----- GIVEN INFORMATION

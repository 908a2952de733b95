/// Linear RGB colour, each channel in `[0, 1]`.
#[derive(Debug, Clone, Copy, PartialEq, Default)]
pub struct Color {
    pub r: f32,
    pub g: f32,
    pub b: f32,
}

impl Color {
    pub const BLACK: Color = Color::rgb(0.0, 0.0, 0.0);
    pub const WHITE: Color = Color::rgb(1.0, 1.0, 1.0);
    pub const YELLOW: Color = Color::rgb(1.0, 1.0, 0.0);

    pub const fn rgb(r: f32, g: f32, b: f32) -> Self {
        Color { r, g, b }
    }

    /// Interpolate towards `other`. `t = 0` yields `self`, `t = 1` yields `other`.
    pub fn lerp(&self, other: &Color, t: f32) -> Color {
        assert!((0f32..=1f32).contains(&t), "lerp t lives in [0, 1]");

        // interpolate a channel
        let f = |a: f32, b: f32| a * (1f32 - t) + b * t;

        Color {
            r: f(self.r, other.r),
            g: f(self.g, other.g),
            b: f(self.b, other.b),
        }
    }

    pub fn is_finite(&self) -> bool {
        self.r.is_finite() && self.g.is_finite() && self.b.is_finite()
    }

    /// Relative luminance (Rec. 709 weights).
    pub fn luminance(&self) -> f32 {
        0.2126 * self.r + 0.7152 * self.g + 0.0722 * self.b
    }
}

/// How a child derives its colour from its parent when a node splits.
#[derive(Debug, Clone, Copy, PartialEq, Default)]
pub enum ColorRule {
    /// Children carry the parent's colour unchanged.
    #[default]
    Inherit,

    /// Every level moves `step` of the way from the parent's colour towards `to`.
    DepthFade { to: Color, step: f32 },
}

impl ColorRule {
    /// Colour of a child whose parent is coloured `parent`. A NaN `step` fades nothing.
    pub fn child_color(&self, parent: Color) -> Color {
        match *self {
            ColorRule::Inherit => parent,
            ColorRule::DepthFade { step, .. } if step.is_nan() => parent,
            ColorRule::DepthFade { to, step } => parent.lerp(&to, step.clamp(0f32, 1f32)),
        }
    }
}

#[cfg(test)]
mod test {
    use super::Color;
    use super::ColorRule;

    #[test]
    fn lerp_endpoints() {
        let a = Color::BLACK;
        let b = Color::WHITE;

        assert_eq!(a.lerp(&b, 0.0), a);
        assert_eq!(a.lerp(&b, 1.0), b);
        assert_eq!(a.lerp(&b, 0.5), Color::rgb(0.5, 0.5, 0.5));
    }

    #[test]
    #[should_panic]
    fn lerp_out_of_range() {
        Color::BLACK.lerp(&Color::WHITE, 1.5);
    }

    #[test]
    fn inherit_keeps_parent() {
        assert_eq!(ColorRule::Inherit.child_color(Color::YELLOW), Color::YELLOW);
    }

    #[test]
    fn depth_fade_moves_towards_target() {
        let rule = ColorRule::DepthFade {
            to: Color::BLACK,
            step: 0.5,
        };

        assert_eq!(rule.child_color(Color::WHITE), Color::rgb(0.5, 0.5, 0.5));
        assert_eq!(rule.child_color(Color::BLACK), Color::BLACK);
    }

    #[test]
    fn nan_fade_step_keeps_parent() {
        let rule = ColorRule::DepthFade {
            to: Color::BLACK,
            step: f32::NAN,
        };

        assert_eq!(rule.child_color(Color::YELLOW), Color::YELLOW);
    }

    #[test]
    fn non_finite_channels() {
        assert!(Color::YELLOW.is_finite());
        assert!(!Color::rgb(0.0, f32::INFINITY, 0.0).is_finite());
        assert!(!Color::rgb(0.0, 0.0, f32::NAN).is_finite());
    }
}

----------

WHAT THIS TASK INVOLVES
Each of the entries above should be written out again exactly.

ANSWER
repository 908a2952de733b95
/// Linear RGB colour, each channel in `[0, 1]`.
#[derive(Debug, Clone, Copy, PartialEq, Default)]
pub struct Color {
    pub r: f32,
    pub g: f32,
    pub b: f32,
}

impl Color {
    pub const BLACK: Color = Color::rgb(0.0, 0.0, 0.0);
    pub const WHITE: Color = Color::rgb(1.0, 1.0, 1.0);
    pub const YELLOW: Color = Color::rgb(1.0, 1.0, 0.0);

    pub const fn rgb(r: f32, g: f32, b: f32) -> Self {
        Color { r, g, b }
    }

    /// Interpolate towards `other`. `t = 0` yields `self`, `t = 1` yields `other`.
    pub fn lerp(&self, other: &Color, t: f32) -> Color {
        assert!((0f32..=1f32).contains(&t), "lerp t lives in [0, 1]");

        // interpolate a channel
        let f = |a: f32, b: f32| a * (1f32 - t) + b * t;

        Color {
            r: f(self.r, other.r),
            g: f(self.g, other.g),
            b: f(self.b, other.b),
        }
    }

    pub fn is_finite(&self) -> bool {
        self.r.is_finite() && self.g.is_finite() && self.b.is_finite()
    }

    /// Relative luminance (Rec. 709 weights).
    pub fn luminance(&self) -> f32 {
        0.2126 * self.r + 0.7152 * self.g + 0.0722 * self.b
    }
}

/// How a child derives its colour from its parent when a node splits.
#[derive(Debug, Clone, Copy, PartialEq, Default)]
pub enum ColorRule {
    /// Children carry the parent's colour unchanged.
    #[default]
    Inherit,

    /// Every level moves `step` of the way from the parent's colour towards `to`.
    DepthFade { to: Color, step: f32 },
}

impl ColorRule {
    /// Colour of a child whose parent is coloured `parent`. A NaN `step` fades nothing.
    pub fn child_color(&self, parent: Color) -> Color {
        match *self {
            ColorRule::Inherit => parent,
            ColorRule::DepthFade { step, .. } if step.is_nan() => parent,
            ColorRule::DepthFade { to, step } => parent.lerp(&to, step.clamp(0f32, 1f32)),
        }
    }
}

#[cfg(test)]
mod test {
    use super::Color;
    use super::ColorRule;

    #[test]
    fn lerp_endpoints() {
        let a = Color::BLACK;
        let b = Color::WHITE;

        assert_eq!(a.lerp(&b, 0.0), a);
        assert_eq!(a.lerp(&b, 1.0), b);
        assert_eq!(a.lerp(&b, 0.5), Color::rgb(0.5, 0.5, 0.5));
    }

    #[test]
    #[should_panic]
    fn lerp_out_of_range() {
        Color::BLACK.lerp(&Color::WHITE, 1.5);
    }

    #[test]
    fn inherit_keeps_parent() {
        assert_eq!(ColorRule::Inherit.child_color(Color::YELLOW), Color::YELLOW);
    }

    #[test]
    fn depth_fade_moves_towards_target() {
        let rule = ColorRule::DepthFade {
            to: Color::BLACK,
            step: 0.5,
        };

        assert_eq!(rule.child_color(Color::WHITE), Color::rgb(0.5, 0.5, 0.5));
        assert_eq!(rule.child_color(Color::BLACK), Color::BLACK);
    }

    #[test]
    fn nan_fade_step_keeps_parent() {
        let rule = ColorRule::DepthFade {
            to: Color::BLACK,
            step: f32::NAN,
        };

        assert_eq!(rule.child_color(Color::YELLOW), Color::YELLOW);
    }

    #[test]
    fn non_finite_channels() {
        assert!(Color::YELLOW.is_finite());
        assert!(!Color::rgb(0.0, f32::INFINITY, 0.0).is_finite());
        assert!(!Color::rgb(0.0, 0.0, f32::NAN).is_finite());
    }
}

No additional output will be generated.